Problem details:
The lines to repeat are those below from the one containing "in classifier order." down to the one containing "pub struct FeatureVector", both included; reproduce them exactly and nothing else.

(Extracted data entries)
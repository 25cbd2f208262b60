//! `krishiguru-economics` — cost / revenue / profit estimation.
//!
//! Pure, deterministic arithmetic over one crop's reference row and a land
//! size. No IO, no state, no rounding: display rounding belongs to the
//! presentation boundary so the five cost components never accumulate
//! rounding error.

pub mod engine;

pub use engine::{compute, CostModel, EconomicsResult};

* * *

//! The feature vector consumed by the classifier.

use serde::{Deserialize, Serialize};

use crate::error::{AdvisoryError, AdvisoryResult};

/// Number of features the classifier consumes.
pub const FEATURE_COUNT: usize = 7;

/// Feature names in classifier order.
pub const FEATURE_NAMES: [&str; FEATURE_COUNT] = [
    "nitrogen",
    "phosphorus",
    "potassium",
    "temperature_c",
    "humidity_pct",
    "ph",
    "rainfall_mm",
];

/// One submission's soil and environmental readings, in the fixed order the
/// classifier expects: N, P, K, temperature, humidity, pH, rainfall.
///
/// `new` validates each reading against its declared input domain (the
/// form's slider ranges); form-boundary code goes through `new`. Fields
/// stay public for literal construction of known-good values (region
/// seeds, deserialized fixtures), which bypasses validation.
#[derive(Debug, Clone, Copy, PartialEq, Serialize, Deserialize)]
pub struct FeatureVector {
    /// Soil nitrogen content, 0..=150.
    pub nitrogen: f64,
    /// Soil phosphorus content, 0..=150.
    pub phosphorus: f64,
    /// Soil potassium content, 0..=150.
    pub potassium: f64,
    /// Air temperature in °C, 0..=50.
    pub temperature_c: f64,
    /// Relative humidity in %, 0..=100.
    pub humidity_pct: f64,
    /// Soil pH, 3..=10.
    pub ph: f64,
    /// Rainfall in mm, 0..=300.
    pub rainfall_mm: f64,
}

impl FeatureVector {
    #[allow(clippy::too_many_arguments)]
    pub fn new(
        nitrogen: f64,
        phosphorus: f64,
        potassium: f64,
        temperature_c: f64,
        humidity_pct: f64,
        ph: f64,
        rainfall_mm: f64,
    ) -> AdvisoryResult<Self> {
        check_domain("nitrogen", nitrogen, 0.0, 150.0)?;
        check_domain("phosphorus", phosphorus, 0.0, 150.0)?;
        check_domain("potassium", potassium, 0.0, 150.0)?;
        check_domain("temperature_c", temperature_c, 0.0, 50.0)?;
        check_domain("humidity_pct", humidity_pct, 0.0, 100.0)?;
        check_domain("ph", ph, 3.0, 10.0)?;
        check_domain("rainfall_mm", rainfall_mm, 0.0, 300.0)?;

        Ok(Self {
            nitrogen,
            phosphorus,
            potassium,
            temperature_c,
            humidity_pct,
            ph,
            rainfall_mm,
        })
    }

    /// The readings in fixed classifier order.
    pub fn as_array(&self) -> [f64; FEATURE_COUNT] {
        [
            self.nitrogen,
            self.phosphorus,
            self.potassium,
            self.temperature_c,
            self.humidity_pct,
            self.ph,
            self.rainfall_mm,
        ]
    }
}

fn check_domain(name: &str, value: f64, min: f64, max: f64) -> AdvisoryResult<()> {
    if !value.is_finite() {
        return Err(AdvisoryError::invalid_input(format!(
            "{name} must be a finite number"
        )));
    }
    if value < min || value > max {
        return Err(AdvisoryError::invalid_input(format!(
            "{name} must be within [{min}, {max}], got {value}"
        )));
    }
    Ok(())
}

Your solution:
/// Feature names in classifier order.
pub const FEATURE_NAMES: [&str; FEATURE_COUNT] = [
    "nitrogen",
    "phosphorus",
    "potassium",
    "temperature_c",
    "humidity_pct",
    "ph",
    "rainfall_mm",
];

/// One submission's soil and environmental readings, in the fixed order the
/// classifier expects: N, P, K, temperature, humidity, pH, rainfall.
///
/// `new` validates each reading against its declared input domain (the
/// form's slider ranges); form-boundary code goes through `new`. Fields
/// stay public for literal construction of known-good values (region
/// seeds, deserialized fixtures), which bypasses validation.
#[derive(Debug, Clone, Copy, PartialEq, Serialize, Deserialize)]
pub struct FeatureVector {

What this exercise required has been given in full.